Ethan came home from work early and drove me down to the hospital, then waited with John while I went up to say my goodbyes. Andrew was ornery, mildly sedated, and unamused by my comments about the cute nurses. Eventually, I got a smile, a hug, and an understanding that he wanted me to go back to Provo. Which I did.

The next morning, my parents gave the okay to take out his IVs. I came back the next day, just to see how he was doing, and walked into the room just as he was taking his last breaths. I stayed to hear my dad give him a final father’s blessing, then to watch him die. It wasn’t as fast a process as I thought it would be, but it was also more peaceful than I had expected.

Over the last two weeks, I’ve been blessed by friends and family willing to help me clean, talk, cry, and laugh. My cousins’ children learned enough sign language to perform a musical number in ASL at the funeral. My aunt and uncle stayed while Andrew died, and then stayed in town throughout the next week. We’ve received a lot of support as a family.

It’s been an unusual grieving process for me; when my cousin’s wife died last year, I had a harder time accepting it. She was young, healthy, and had a husband and child to take care of. My brother, on the other hand, probably took a step up by leaving his body behind. His health was crap, and has been getting worse for years. As his pain levels went up, his personality clouded, and he got crabbier and crabbier. Besides all this, he had special needs, and looking at the afterlife raises interesting questions there.

I have never doubted that there is life after death, or that we will be the same people there (wherever) as we were here. But leaving behind his physical body means, technically, my brother might not have Down Syndrome anymore. I don’t know whether he’s autistic now—I don’t know enough about it to feel out whether that’s a physical-body-only thing, or whether that’s a personality thing. At any rate, I do have a strong impression that he’s much better able to think, function, and express himself now than he has been for the past twenty-four years.
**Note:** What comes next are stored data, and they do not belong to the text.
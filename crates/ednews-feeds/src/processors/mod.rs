//! Built-in processors.

pub mod category_rss;
pub mod crossref;
pub mod html_list;
pub mod rss;

pub use category_rss::CategoryRssPreprocessor;
pub use crossref::{CrossrefDbPostprocessor, CrossrefEnricher, CrossrefFeedPreprocessor};
pub use html_list::{parse_listing, HtmlListPreprocessor};
pub use rss::{entry_date, keep_latest_date, parse_feed, FeedItem, RssPreprocessor};
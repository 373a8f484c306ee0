use thiserror::Error;

#[derive(Debug, Error)]
pub enum EmbedError {
    #[error("embedding request failed: {0}")]
    Http(#[from] reqwest::Error),

    #[error("embedding service returned HTTP {status} from {url}")]
    Status { status: u16, url: String },

    /// Wrong number of vectors, or vectors of the wrong dimension.
    #[error("unexpected embedding shape: {0}")]
    Shape(String),

    #[error("vector storage error: {0}")]
    Db(#[from] ednews_db::DbError),
}

impl From<sqlx::Error> for EmbedError {
    fn from(e: sqlx::Error) -> Self {
        Self::Db(ednews_db::DbError::Sqlx(e))
    }
}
I just wish I was as able to listen.

We had a remarkable opportunity on Saturday to meet with a General Authority from the Church, Elder David Warner, who was in town for a stake conference. Apparently, my parents’ stake president told him what we were going through, and how much our neighborhood had banded together around my parents. The two of them arranged to meet us at my parents’ house.

I was expecting to be intimidated, or at least to feel a little guilty. I’m pretty sure that was anxiety talking, though—he introduced himself as “David,” chatted with my parents about favorite cars, and ate cookies while trying to make friends with my son, who was running circles around the room and chattering like a monkey. He asked about my brother, listened to our funny stories, laughed with us, sympathized, and assured us that Andrew was uniquely equipped now, more than ever, to sympathize with people who had led difficult lives. “You have a missionary in the field,” he told my parents,”and you should expect blessings to come to your family as a result of that. Andrew can now share the gospel with those who’ve already died, and he has experiences to draw upon that few others do.”

I was also struck by the reverence with which he looked at my  parents. “You’re doing this right,” he said. “There’s joy in this room. And that means you appreciate the time you were given with Andrew. Don’t feel guilty for being happy without him—he’s still here.” He then gave each of us a personal blessing before leaving us with a smile and a request to stay in touch. Mom, of course, gave them cookies for the road.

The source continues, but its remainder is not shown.